Commenting on the clip, one YouTuber wrote: “It’s so amazing to see so many safety lines installed for all to use in this 'now' commercial climbing era. When Hillary and Tenzing summited, they did not know the actual route or have any safety lines already installed, plus it was 1953, that’s mountaineering at its purist.”

Someone else said: “Kudos to sherpas, who fix the ropes every year.”

It's a hard no from me.
YouTube/Chengdu WestChinaGo Travel Service

A third wrote: “I’m going to go out on a limb and say the safety lines and ladders were not there when Hillary summited!”

The Hillary Step has been dubbed a key part of ‘mountaineering folklore’ by British mountaineer Tim Mosedale, who has summited Everest seven times from a variety of approaches.

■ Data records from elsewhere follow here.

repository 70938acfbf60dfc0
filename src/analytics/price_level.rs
//! Tolerant parsing of orderbook price levels
//!
//! Scrapers write levels in whatever shape the venue used:
//!
//! ```text
//! [0.42, 150]             pair
//! {"price": 0.42, ...}    keyed ("p" accepted for "price")
//! 0.42                    bare price
//! ```
//!
//! Numbers may also arrive as strings. Everything normalizes to `Level`.

use serde::Serialize;
use serde_json::Value;

#[derive(Debug, Clone, PartialEq)]
pub enum LevelError {
    EmptyPair,
    MissingPrice,
    UnsupportedShape(&'static str),
    NotNumeric(String),
    NonPositive(f64),
}

impl std::fmt::Display for LevelError {
    fn fmt(&self, f: &mut std::fmt::Formatter<'_>) -> std::fmt::Result {
        match self {
            LevelError::EmptyPair => write!(f, "Empty price level"),
            LevelError::MissingPrice => write!(f, "Price level has no price"),
            LevelError::UnsupportedShape(shape) => write!(f, "Unsupported price level shape: {}", shape),
            LevelError::NotNumeric(raw) => write!(f, "Not a number: {}", raw),
            LevelError::NonPositive(price) => write!(f, "Non-positive price: {}", price),
        }
    }
}

impl std::error::Error for LevelError {}

/// A price level in one of the accepted shapes, not yet coerced
#[derive(Debug, Clone, PartialEq)]
pub enum PriceLevel<'a> {
    Pair {
        price: &'a Value,
        size: Option<&'a Value>,
    },
    Keyed {
        price: Option<&'a Value>,
        size: Option<&'a Value>,
    },
    Bare(&'a Value),
}

#[derive(Debug, Clone, Copy, PartialEq, Serialize)]
pub struct Level {
    pub price: f64,
    pub size: f64,
}

impl<'a> PriceLevel<'a> {
    pub fn classify(value: &'a Value) -> Result<Self, LevelError> {
        match value {
            Value::Array(items) => {
                let price = items.first().ok_or(LevelError::EmptyPair)?;
                Ok(PriceLevel::Pair {
                    price,
                    size: items.get(1),
                })
            }
            Value::Object(map) => Ok(PriceLevel::Keyed {
                price: map.get("price").or_else(|| map.get("p")),
                size: map.get("size"),
            }),
            Value::Number(_) | Value::String(_) => Ok(PriceLevel::Bare(value)),
            other => Err(LevelError::UnsupportedShape(shape_name(other))),
        }
    }

    /// Strictly positive price of this level
    pub fn price(&self) -> Result<f64, LevelError> {
        let raw = match self {
            PriceLevel::Pair { price, .. } => *price,
            PriceLevel::Keyed { price, .. } => price.ok_or(LevelError::MissingPrice)?,
            PriceLevel::Bare(price) => *price,
        };

        let price = coerce(raw)?;
        if price <= 0.0 {
            return Err(LevelError::NonPositive(price));
        }
        Ok(price)
    }

    pub fn normalize(&self) -> Result<Level, LevelError> {
        let price = self.price()?;
        let size = match self {
            PriceLevel::Pair { size, .. } | PriceLevel::Keyed { size, .. } => match size {
                Some(raw) => coerce(raw)?,
                None => 0.0,
            },
            PriceLevel::Bare(_) => 0.0,
        };
        Ok(Level { price, size })
    }
}

/// Price of a raw level value, or why it has none
pub fn level_price(value: &Value) -> Result<f64, LevelError> {
    PriceLevel::classify(value)?.price()
}

/// Short JSON type name, used in debug samples
pub fn shape_name(value: &Value) -> &'static str {
    match value {
        Value::Null => "null",
        Value::Bool(_) => "bool",
        Value::Number(_) => "number",
        Value::String(_) => "string",
        Value::Array(_) => "array",
        Value::Object(_) => "object",
    }
}

fn coerce(value: &Value) -> Result<f64, LevelError> {
    let parsed = match value {
        Value::Number(n) => n.as_f64(),
        Value::String(s) => s.trim().parse::<f64>().ok(),
        _ => None,
    };

    match parsed {
        Some(v) if v.is_finite() => Ok(v),
        _ => Err(LevelError::NotNumeric(value.to_string())),
    }
}
//! Detection races: several sources reporting the same (token, count)
//!
//! Two detectors that both report `count = 5` for a token saw the same fifth
//! occurrence, so the one whose entry landed in the log first won that race.
//! Arrival time is the millis part of the log id, never a detector-supplied
//! timestamp.

use crate::store::{Event, EventLog, LogEntry, StoreError, StreamId};
use serde::Serialize;
use std::cmp::Ordering;
use std::collections::HashMap;
use std::sync::Arc;

/// Most races returned by one scan; `total_races` is never capped
pub const MAX_RACES: usize = 100;
pub const DEFAULT_WINDOW_SIZE: usize = 1000;

#[derive(Debug, Clone, PartialEq, Serialize)]
pub struct RacePlacement {
    pub place: usize,
    pub source_id: String,
    pub timestamp: i64,
    /// Millis behind the winner
    pub diff_ms: i64,
    pub is_fastest: bool,
    pub id: StreamId,
}

#[derive(Debug, Clone, PartialEq, Serialize)]
pub struct Race {
    pub token_id: String,
    pub count: i64,
    pub participants: usize,
    pub winner: String,
    pub results: Vec<RacePlacement>,
    pub time_spread_ms: i64,
}

impl Race {
    fn leader(&self) -> Option<&RacePlacement> {
        self.results.first()
    }
}

#[derive(Debug, Clone, PartialEq, Serialize)]
pub struct RaceReport {
    pub races: Vec<Race>,
    pub total_races: usize,
}

/// Group `entries` into races
///
/// Malformed entries are skipped. With `max_spread_ms > 0`, groups whose
/// first and last arrival are further apart than that are not races.
pub fn find_races(entries: &[LogEntry], max_spread_ms: i64) -> RaceReport {
    let mut groups: HashMap<(String, i64), Vec<Event>> = HashMap::new();

    for entry in entries {
        match Event::from_entry(entry) {
            Ok(event) => groups
                .entry((event.token_id.clone(), event.count))
                .or_default()
                .push(event),
            Err(e) => log::debug!("⚠️  Race scan skipping {}: {}", entry.id, e),
        }
    }

    let mut races: Vec<Race> = groups
        .into_iter()
        .filter(|(_, members)| members.len() >= 2)
        .filter_map(|((token_id, count), members)| rank_group(token_id, count, members, max_spread_ms))
        .collect();

    // Most recent winner first
    races.sort_by(|a, b| match (a.leader(), b.leader()) {
        (Some(a), Some(b)) => b
            .timestamp
            .cmp(&a.timestamp)
            .then_with(|| b.id.cmp(&a.id)),
        _ => Ordering::Equal,
    });

    let total_races = races.len();
    races.truncate(MAX_RACES);

    RaceReport { races, total_races }
}

fn rank_group(token_id: String, count: i64, mut members: Vec<Event>, max_spread_ms: i64) -> Option<Race> {
    members.sort_by(|a, b| {
        a.timestamp_ms()
            .cmp(&b.timestamp_ms())
            .then_with(|| a.id.cmp(&b.id))
    });

    let first_ts = members.first()?.timestamp_ms();
    let last_ts = members.last()?.timestamp_ms();
    let time_spread_ms = last_ts - first_ts;

    if max_spread_ms > 0 && time_spread_ms > max_spread_ms {
        return None;
    }

    let results: Vec<RacePlacement> = members
        .into_iter()
        .enumerate()
        .map(|(i, event)| RacePlacement {
            place: i + 1,
            timestamp: event.timestamp_ms(),
            diff_ms: event.timestamp_ms() - first_ts,
            is_fastest: i == 0,
            id: event.id,
            source_id: event.source_id,
        })
        .collect();

    let winner = results.first()?.source_id.clone();

    Some(Race {
        token_id,
        count,
        participants: results.len(),
        winner,
        results,
        time_spread_ms,
    })
}

/// Runs race scans over the newest part of the log
pub struct RaceDetector {
    log: Arc<dyn EventLog>,
}

impl RaceDetector {
    pub fn new(log: Arc<dyn EventLog>) -> Self {
        Self { log }
    }

    pub async fn detect(&self, window_size: usize, max_spread_ms: i64) -> Result<RaceReport, StoreError> {
        let entries = self.log.read_newest(window_size).await?;
        let report = find_races(&entries, max_spread_ms);

        log::debug!(
            "🏁 Race scan: {} entries, {} races",
            entries.len(),
            report.total_races
        );

        Ok(report)
    }
}
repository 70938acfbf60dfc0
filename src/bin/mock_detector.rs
//! Mock Detector
//!
//! Stand-in for a real detector process during development. Picks a random
//! tracked token every 2-5 seconds, bumps its count by one and appends the
//! detection to the shared log.
//!
//! Usage:
//!   cargo run --bin mock_detector -- [--first-therm] [--print-transcript] [--verbose]
//!
//! Environment variables:
//!   DETECTION_DB_PATH - SQLite database path (default: data/detections.db)
//!   DETECTOR_NAME     - source id written on every record (default: mock-detector)

use detection_analytics::store::AggregateCounts;
use detection_analytics::{AppConfig, DetectionRecord, SqliteLogStore, StoreError, StreamId};
use dotenv::dotenv;
use log::{error, info, warn};
use rand::seq::SliceRandom;
use rand::Rng;
use std::env;
use std::time::Duration;

const DEFAULT_TOKENS: [&str; 5] = [
    "KXTRUMPMENTION-26JAN10-CHIN_YES",
    "KXTRUMPMENTION-26JAN22-NATO_YES",
    "KXVANCEMENTION-26JAN24-ABOR_YES",
    "KXMAMDANIMENTION-26FEB17-SNOW_YES",
    "KXCONGRESSMENTION-26JAN08-WHIS_YES",
];
/// Used when every tracked token is a bare numeric id
const NUMERIC_FALLBACK_LIMIT: usize = 20;
const MIN_INTERVAL_MS: u64 = 2_000;
const MAX_INTERVAL_MS: u64 = 5_000;

#[derive(Debug, Default, PartialEq)]
struct Flags {
    first_therm: bool,
    print_transcript: bool,
    verbose: bool,
}

impl Flags {
    /// Unknown arguments are ignored so real detector command lines still work
    fn parse(args: impl Iterator<Item = String>) -> Self {
        let mut flags = Flags::default();
        for arg in args {
            match arg.as_str() {
                "--first-therm" => flags.first_therm = true,
                "--print-transcript" => flags.print_transcript = true,
                "--verbose" | "-v" => flags.verbose = true,
                _ => {}
            }
        }
        flags
    }
}

/// Tokens to simulate, preferring the text ids already tracked
fn candidate_tokens(tracked: Vec<String>) -> Vec<String> {
    if tracked.is_empty() {
        return DEFAULT_TOKENS.iter().map(|t| t.to_string()).collect();
    }

    let text: Vec<String> = tracked
        .iter()
        .filter(|t| !t.chars().all(|c| c.is_ascii_digit()))
        .cloned()
        .collect();

    if text.is_empty() {
        tracked.into_iter().take(NUMERIC_FALLBACK_LIMIT).collect()
    } else {
        text
    }
}

/// Bump `token_id` by one and append the detection
async fn simulate_detection(
    store: &SqliteLogStore,
    token_id: &str,
    detector_name: &str,
) -> Result<(StreamId, i64), StoreError> {
    let count = store.token_count(token_id).await?.unwrap_or(0) + 1;
    let record = DetectionRecord::new(token_id, count, detector_name)
        .with_timestamp(chrono::Utc::now().timestamp_millis());
    let id = store.append(&record)?;
    Ok((id, count))
}

#[tokio::main]
async fn main() -> Result<(), Box<dyn std::error::Error>> {
    dotenv().ok();
    let flags = Flags::parse(env::args().skip(1));

    let default_filter = if flags.verbose { "debug" } else { "info" };
    env_logger::Builder::from_env(env_logger::Env::default().default_filter_or(default_filter))
        .target(env_logger::Target::Stderr)
        .init();

    let config = AppConfig::from_env()?;
    let detector_name = env::var("DETECTOR_NAME").unwrap_or_else(|_| "mock-detector".to_string());

    info!("🤖 Mock Detector");
    info!("   ├─ Name: {}", detector_name);
    info!("   ├─ Database: {}", config.db_path);
    info!("   └─ Flags: {:?}", flags);

    let store = SqliteLogStore::open(&config.db_path)?.with_max_len(config.event_log_max_len);

    let tracked: Vec<String> = store.all_counts().await?.into_iter().map(|(id, _)| id).collect();
    if tracked.is_empty() {
        warn!("⚠️  No tracked tokens yet, using defaults");
    }
    let tokens = candidate_tokens(tracked);
    info!("📋 Simulating {} tokens", tokens.len());

    let mut detections: u64 = 0;

    loop {
        let token_id = match tokens.choose(&mut rand::thread_rng()) {
            Some(token) => token.clone(),
            None => break,
        };

        match simulate_detection(&store, &token_id, &detector_name).await {
            Ok((id, count)) => {
                detections += 1;
                if flags.print_transcript {
                    let word = token_id.rsplit('-').next().unwrap_or(&token_id);
                    info!("📝 Transcript: detected '{}' in speech", word);
                }
                info!("🎯 #{} | {} → count: {} ({})", detections, token_id, count, id);
            }
            Err(e) => {
                error!("❌ Append failed: {}", e);
                tokio::time::sleep(Duration::from_secs(1)).await;
                continue;
            }
        }

        if flags.first_therm {
            info!("🏁 --first-therm: stopping after the first detection");
            break;
        }

        let pause = Duration::from_millis(rand::thread_rng().gen_range(MIN_INTERVAL_MS..=MAX_INTERVAL_MS));
        tokio::select! {
            _ = tokio::time::sleep(pause) => {}
            _ = tokio::signal::ctrl_c() => {
                info!("⚠️  Received CTRL+C, shutting down...");
                break;
            }
        }
    }

    info!("👋 Done. Total detections: {}", detections);
    Ok(())
}
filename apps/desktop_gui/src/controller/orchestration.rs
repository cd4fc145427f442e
//! Command orchestration helpers from UI actions to backend command queue.

use crossbeam_channel::{Sender, TrySendError};

use crate::backend_bridge::commands::BackendCommand;
use crate::controller::events::{UiError, UiErrorContext};

pub fn dispatch_backend_command(
    cmd_tx: &Sender<BackendCommand>,
    cmd: BackendCommand,
) -> Result<(), UiError> {
    let cmd_name = cmd.name();
    let context = match &cmd {
        BackendCommand::Submit { .. } => UiErrorContext::Submit,
        BackendCommand::CheckHealth => UiErrorContext::HealthCheck,
    };

    match cmd_tx.try_send(cmd) {
        Ok(()) => {
            tracing::debug!(command = cmd_name, "queued ui->backend command");
            Ok(())
        }
        Err(TrySendError::Full(_)) => Err(UiError::from_message(
            context,
            "UI command queue is full; please retry",
        )),
        Err(TrySendError::Disconnected(_)) => Err(UiError::from_message(
            context,
            "Backend command processor disconnected (possible startup/runtime failure)",
        )),
    }
}
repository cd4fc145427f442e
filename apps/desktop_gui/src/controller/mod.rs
//! Controller layer: UI events, error classification, and command orchestration.

pub mod events;
pub mod orchestration;
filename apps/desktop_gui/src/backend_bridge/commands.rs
//! Backend commands queued from UI to backend worker.

use shared::protocol::OutboundRequest;

pub enum BackendCommand {
    Submit { request: OutboundRequest },
    CheckHealth,
}

impl BackendCommand {
    pub fn name(&self) -> &'static str {
        match self {
            BackendCommand::Submit { .. } => "submit",
            BackendCommand::CheckHealth => "check_health",
        }
    }
}
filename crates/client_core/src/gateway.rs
//! Submission gateway: one HTTP call per submission, every result folded into an [`Outcome`].

use std::error::Error as StdError;

use anyhow::Context;
use async_trait::async_trait;
use reqwest::Client;
use serde_json::Value;
use shared::{
    error::SubmissionFailure,
    protocol::{HealthStatus, OutboundRequest, Outcome, SendReceipt, ServiceErrorBody},
};
use tracing::{info, warn};

use crate::config::ClientSettings;

#[async_trait]
pub trait SubmissionGateway: Send + Sync {
    /// Never fails past this boundary; transport and server errors come back as `Err` outcomes.
    async fn send(&self, request: OutboundRequest) -> Outcome;
}

pub struct HttpSubmissionGateway {
    http: Client,
    endpoint_url: String,
    health_url: String,
}

impl HttpSubmissionGateway {
    pub fn new(settings: &ClientSettings) -> anyhow::Result<Self> {
        let mut builder = Client::builder();
        if let Some(timeout) = settings.request_timeout() {
            builder = builder.timeout(timeout);
        }
        let http = builder.build().context("failed to build HTTP client")?;
        Ok(Self::with_client(http, settings))
    }

    pub fn with_client(http: Client, settings: &ClientSettings) -> Self {
        Self {
            http,
            endpoint_url: settings.endpoint_url(),
            health_url: settings.health_url(),
        }
    }

    pub fn endpoint_url(&self) -> &str {
        &self.endpoint_url
    }

    pub async fn health_check(&self) -> anyhow::Result<HealthStatus> {
        let health = self
            .http
            .get(&self.health_url)
            .send()
            .await
            .with_context(|| format!("failed to reach mail service at {}", self.health_url))?
            .error_for_status()?
            .json::<HealthStatus>()
            .await
            .context("mail service returned a malformed health response")?;
        Ok(health)
    }
}

#[async_trait]
impl SubmissionGateway for HttpSubmissionGateway {
    async fn send(&self, request: OutboundRequest) -> Outcome {
        info!(
            endpoint = %self.endpoint_url,
            enhance_content = request.enhance_content,
            "dispatching email submission"
        );

        let response = match self
            .http
            .post(&self.endpoint_url)
            .json(&request)
            .send()
            .await
        {
            Ok(response) => response,
            Err(err) => {
                let failure = classify_send_error(&err);
                warn!(error = %err, "email submission failed before a response: {failure}");
                return Err(failure);
            }
        };

        let status = response.status();
        let body = match response.bytes().await {
            Ok(body) => body.to_vec(),
            Err(err) => {
                warn!(%status, error = %err, "failed to read mail service response body");
                Vec::new()
            }
        };

        let body = if body.is_empty() {
            Value::Null
        } else {
            serde_json::from_slice::<Value>(&body).unwrap_or_else(|err| {
                warn!(%status, error = %err, "mail service response body is not JSON");
                Value::Null
            })
        };

        if status.is_success() {
            let receipt = SendReceipt::from_value(&body);
            info!(%status, task_id = %receipt.task_id, "email submission accepted");
            return Ok(receipt);
        }

        let error_body = ServiceErrorBody::from_value(&body);
        warn!(
            %status,
            message = error_body.message.as_deref().unwrap_or_default(),
            details = error_body.error_details.as_deref().unwrap_or_default(),
            "mail service rejected submission"
        );
        Err(SubmissionFailure::server_rejected(
            status.as_u16(),
            error_body.message,
        ))
    }
}

/// Builder errors mean the request never left; anything else before a response is a lost reply.
fn classify_send_error(err: &reqwest::Error) -> SubmissionFailure {
    let detail = error_chain(err);
    if err.is_builder() {
        SubmissionFailure::RequestSetupFailed { detail }
    } else {
        SubmissionFailure::NoResponse { detail }
    }
}

fn error_chain(err: &(dyn StdError + 'static)) -> String {
    let mut text = err.to_string();
    let mut source = err.source();
    while let Some(cause) = source {
        let cause_text = cause.to_string();
        if !text.contains(&cause_text) {
            text.push_str(": ");
            text.push_str(&cause_text);
        }
        source = cause.source();
    }
    text
}

#[cfg(test)]
#[path = "tests/gateway_tests.rs"]
mod tests;
//! Backend-to-UI events and error modeling for the desktop form.

use shared::protocol::{HealthStatus, Outcome};

pub enum UiEvent {
    HealthChecked(HealthStatus),
    SubmissionResolved(Outcome),
    Error(UiError),
}

impl UiEvent {
    pub fn kind(&self) -> &'static str {
        match self {
            UiEvent::HealthChecked(_) => "health_checked",
            UiEvent::SubmissionResolved(_) => "submission_resolved",
            UiEvent::Error(_) => "error",
        }
    }
}

#[derive(Debug, Clone, Copy, PartialEq, Eq)]
pub enum UiErrorCategory {
    Transport,
    Validation,
    Unknown,
}

#[derive(Debug, Clone, Copy, PartialEq, Eq)]
pub enum UiErrorContext {
    BackendStartup,
    HealthCheck,
    Submit,
}

#[derive(Debug, Clone)]
pub struct UiError {
    category: UiErrorCategory,
    context: UiErrorContext,
    message: String,
}

impl UiError {
    pub fn from_message(context: UiErrorContext, message: impl Into<String>) -> Self {
        let message = message.into();
        let message_lower = message.to_ascii_lowercase();
        let category = if message_lower.contains("invalid")
            || message_lower.contains("missing")
            || message_lower.contains("malformed")
            || message_lower.contains("required")
        {
            UiErrorCategory::Validation
        } else if message_lower.contains("timed out")
            || message_lower.contains("timeout")
            || message_lower.contains("connection")
            || message_lower.contains("failed to reach")
            || message_lower.contains("network")
            || message_lower.contains("disconnect")
            || message_lower.contains("queue is full")
        {
            UiErrorCategory::Transport
        } else {
            UiErrorCategory::Unknown
        };

        Self {
            category,
            context,
            message,
        }
    }

    pub fn category(&self) -> UiErrorCategory {
        self.category
    }

    pub fn context(&self) -> UiErrorContext {
        self.context
    }

    pub fn message(&self) -> &str {
        &self.message
    }

    /// One-line banner text for the service status area.
    pub fn banner(&self) -> String {
        match (self.context, self.category) {
            (UiErrorContext::HealthCheck, UiErrorCategory::Transport) => {
                "Mail service unreachable; is the backend running?".to_string()
            }
            (UiErrorContext::BackendStartup, _) => {
                format!("Backend worker failed to start: {}", self.message)
            }
            _ => self.message.clone(),
        }
    }
}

He believes it has, indeed, disappeared, having told the BBC in 2017 that it is ‘definitely not there any more’, suggesting it was most likely a victim of the 2015 quake.

However, Pasang Tenzing Sherpa, a high-altitude guide who had just visited the mountain, told the outlet that the step was intact - a stance that Ang Tshering Sherpa, president of Nepal Mountaineering Association, agreed with.

"Nothing has happened to Hillary Step as a result of the earthquake," he told BBC Nepali.

"It's only that only a small portion of the rock is visible, the rest is under snow."